Make a word-for-word copy of the entries below from their first line through the line with "be positive, got", and add nothing.

★ ★ ★ ★ ★ ★ ★

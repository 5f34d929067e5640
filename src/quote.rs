//! Quote service - minimums and estimated output for a currency pair

use crate::error::{SwapError, SwapResult};
use crate::provider::ExchangeProvider;
use crate::types::{CurrencyId, ExchangeRange, MinAmount, Quote};

use rust_decimal::Decimal;
use std::str::FromStr;
use std::sync::Arc;
use tracing::debug;

/// Thin wrapper over the provider's pricing endpoints. Never retries.
#[derive(Clone)]
pub struct QuoteService {
    provider: Arc<dyn ExchangeProvider>,
}

impl QuoteService {
    pub fn new(provider: Arc<dyn ExchangeProvider>) -> Self {
        Self { provider }
    }

    pub async fn get_minimum(&self, from: &CurrencyId, to: &CurrencyId) -> SwapResult<MinAmount> {
        let value = self.provider.min_amount(&from.ticker, &to.ticker).await?;
        parse_amount(&value)?;
        debug!("Minimum {} -> {}: {}", from, to, value);
        Ok(MinAmount { value })
    }

    pub async fn get_range(&self, from: &CurrencyId, to: &CurrencyId) -> SwapResult<ExchangeRange> {
        let range = self.provider.exchange_range(&from.ticker, &to.ticker).await?;
        Ok(ExchangeRange {
            min_amount: range.min_amount,
            max_amount: range.max_amount,
        })
    }

    /// Estimated output for `amount`. The amount must be a positive decimal;
    /// checking it against the pair minimum is the caller's job.
    pub async fn get_estimate(
        &self,
        from: &CurrencyId,
        to: &CurrencyId,
        amount: &str,
    ) -> SwapResult<Quote> {
        let parsed = parse_amount(amount)?;
        if parsed <= Decimal::ZERO {
            return Err(SwapError::InvalidAmount(format!(
                "amount must be positive, got {}",
                amount
            )));
        }

        let estimate = self
            .provider
            .estimate(&from.ticker, &to.ticker, amount.trim())
            .await?;
        debug!(
            "Estimate {} {} -> {} {}",
            amount, from, estimate.estimated_amount, to
        );

        Ok(Quote {
            estimated_output: estimate.estimated_amount,
            warning: estimate.warning_message.filter(|w| !w.is_empty()),
        })
    }
}

/// Parse a decimal-string amount
pub fn parse_amount(amount: &str) -> SwapResult<Decimal> {
    let trimmed = amount.trim();
    Decimal::from_str(trimmed)
        .or_else(|_| Decimal::from_scientific(trimmed))
        .map_err(|_| SwapError::InvalidAmount(format!("not a decimal amount: {:?}", amount)))
}
//! Error types for the swap engine

use crate::types::TransactionRecord;
use thiserror::Error;

/// Provider error code for a rejected payout address
const INVALID_ADDRESS_CODE: &str = "not_valid_address";

/// Main error type for planning, execution and tracking
#[derive(Error, Debug)]
pub enum SwapError {
    #[error("Exchange provider is unreachable")]
    ProviderUnreachable,

    #[error("Provider error ({}): {raw_body}", status_label(*status_code))]
    Provider {
        status_code: Option<u16>,
        raw_body: String,
    },

    #[error("Invalid address: {message}")]
    InvalidAddress { message: String },

    #[error("Hop {hop_index} is below the minimum: need {required}, have {actual}")]
    BelowMinimum {
        hop_index: usize,
        required: String,
        actual: String,
    },

    #[error("Invalid plan: {0}")]
    InvalidPlan(String),

    #[error("Invalid amount: {0}")]
    InvalidAmount(String),

    #[error("Plan execution failed at hop {failed_hop_index}: {cause}")]
    PlanExecution {
        failed_hop_index: usize,
        cause: Box<SwapError>,
        /// Hops already created upstream of the failure; the provider cannot cancel them
        orphaned: Vec<TransactionRecord>,
    },

    #[error("Status poll failed for {tx_id}: {message}")]
    PollTransient { tx_id: String, message: String },

    #[error("Unknown currency: {0}")]
    UnknownCurrency(String),

    #[error("Configuration error: {0}")]
    Config(String),

    #[error("Internal error: {0}")]
    Internal(String),
}

fn status_label(status_code: Option<u16>) -> String {
    match status_code {
        Some(code) => format!("status {}", code),
        None => "transport".to_string(),
    }
}

impl SwapError {
    /// Non-2xx response from the provider
    pub fn provider(status_code: u16, raw_body: impl Into<String>) -> Self {
        SwapError::Provider {
            status_code: Some(status_code),
            raw_body: raw_body.into(),
        }
    }

    /// Request never produced a response
    pub fn transport(message: impl Into<String>) -> Self {
        SwapError::Provider {
            status_code: None,
            raw_body: message.into(),
        }
    }

    /// Classify a failed transaction-create response.
    ///
    /// Address rejections are reported as `InvalidAddress` so callers can show a
    /// field-level error; everything else stays a generic `Provider` error.
    pub fn from_create_response(status_code: u16, raw_body: &str) -> Self {
        let lower = raw_body.to_lowercase();
        if lower.contains(INVALID_ADDRESS_CODE)
            || lower.contains("address")
            || lower.contains("invalid")
        {
            SwapError::InvalidAddress {
                message: provider_message(raw_body),
            }
        } else {
            SwapError::provider(status_code, raw_body)
        }
    }

    /// Check if error is retryable
    pub fn is_retryable(&self) -> bool {
        match self {
            SwapError::Provider { status_code, .. } => match status_code {
                None => true,
                Some(code) => *code == 429 || *code >= 500,
            },
            SwapError::PollTransient { .. } => true,
            _ => false,
        }
    }

    /// True for address rejections, including ones wrapped by a plan failure
    pub fn is_invalid_address(&self) -> bool {
        match self {
            SwapError::InvalidAddress { .. } => true,
            SwapError::PlanExecution { cause, .. } => cause.is_invalid_address(),
            _ => false,
        }
    }

    /// Message suitable for showing to an end user
    pub fn user_message(&self) -> String {
        match self {
            SwapError::Provider { raw_body, .. } => provider_message(raw_body),
            SwapError::InvalidAddress { message } => message.clone(),
            SwapError::PlanExecution { cause, .. } => cause.user_message(),
            other => other.to_string(),
        }
    }
}

/// Extract a readable message from a provider error body
pub fn provider_message(raw_body: &str) -> String {
    if raw_body.contains(INVALID_ADDRESS_CODE) {
        return "Invalid recipient address for this cryptocurrency".to_string();
    }

    if let Ok(value) = serde_json::from_str::<serde_json::Value>(raw_body) {
        for key in ["message", "error"] {
            if let Some(text) = value.get(key).and_then(|v| v.as_str()) {
                if !text.is_empty() {
                    return text.to_string();
                }
            }
        }
    }

    raw_body.trim().to_string()
}

/// Result type for swap operations
pub type SwapResult<T> = Result<T, SwapError>;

★ ★ ★ ★ ★ ★ ★

▶ **EXPECTED OUTPUT**:
repository 5f34d929067e5640
filename src/quote.rs
//! Quote service - minimums and estimated output for a currency pair

use crate::error::{SwapError, SwapResult};
use crate::provider::ExchangeProvider;
use crate::types::{CurrencyId, ExchangeRange, MinAmount, Quote};

use rust_decimal::Decimal;
use std::str::FromStr;
use std::sync::Arc;
use tracing::debug;

/// Thin wrapper over the provider's pricing endpoints. Never retries.
#[derive(Clone)]
pub struct QuoteService {
    provider: Arc<dyn ExchangeProvider>,
}

impl QuoteService {
    pub fn new(provider: Arc<dyn ExchangeProvider>) -> Self {
        Self { provider }
    }

    pub async fn get_minimum(&self, from: &CurrencyId, to: &CurrencyId) -> SwapResult<MinAmount> {
        let value = self.provider.min_amount(&from.ticker, &to.ticker).await?;
        parse_amount(&value)?;
        debug!("Minimum {} -> {}: {}", from, to, value);
        Ok(MinAmount { value })
    }

    pub async fn get_range(&self, from: &CurrencyId, to: &CurrencyId) -> SwapResult<ExchangeRange> {
        let range = self.provider.exchange_range(&from.ticker, &to.ticker).await?;
        Ok(ExchangeRange {
            min_amount: range.min_amount,
            max_amount: range.max_amount,
        })
    }

    /// Estimated output for `amount`. The amount must be a positive decimal;
    /// checking it against the pair minimum is the caller's job.
    pub async fn get_estimate(
        &self,
        from: &CurrencyId,
        to: &CurrencyId,
        amount: &str,
    ) -> SwapResult<Quote> {
        let parsed = parse_amount(amount)?;
        if parsed <= Decimal::ZERO {
            return Err(SwapError::InvalidAmount(format!(
                "amount must be positive, got {}",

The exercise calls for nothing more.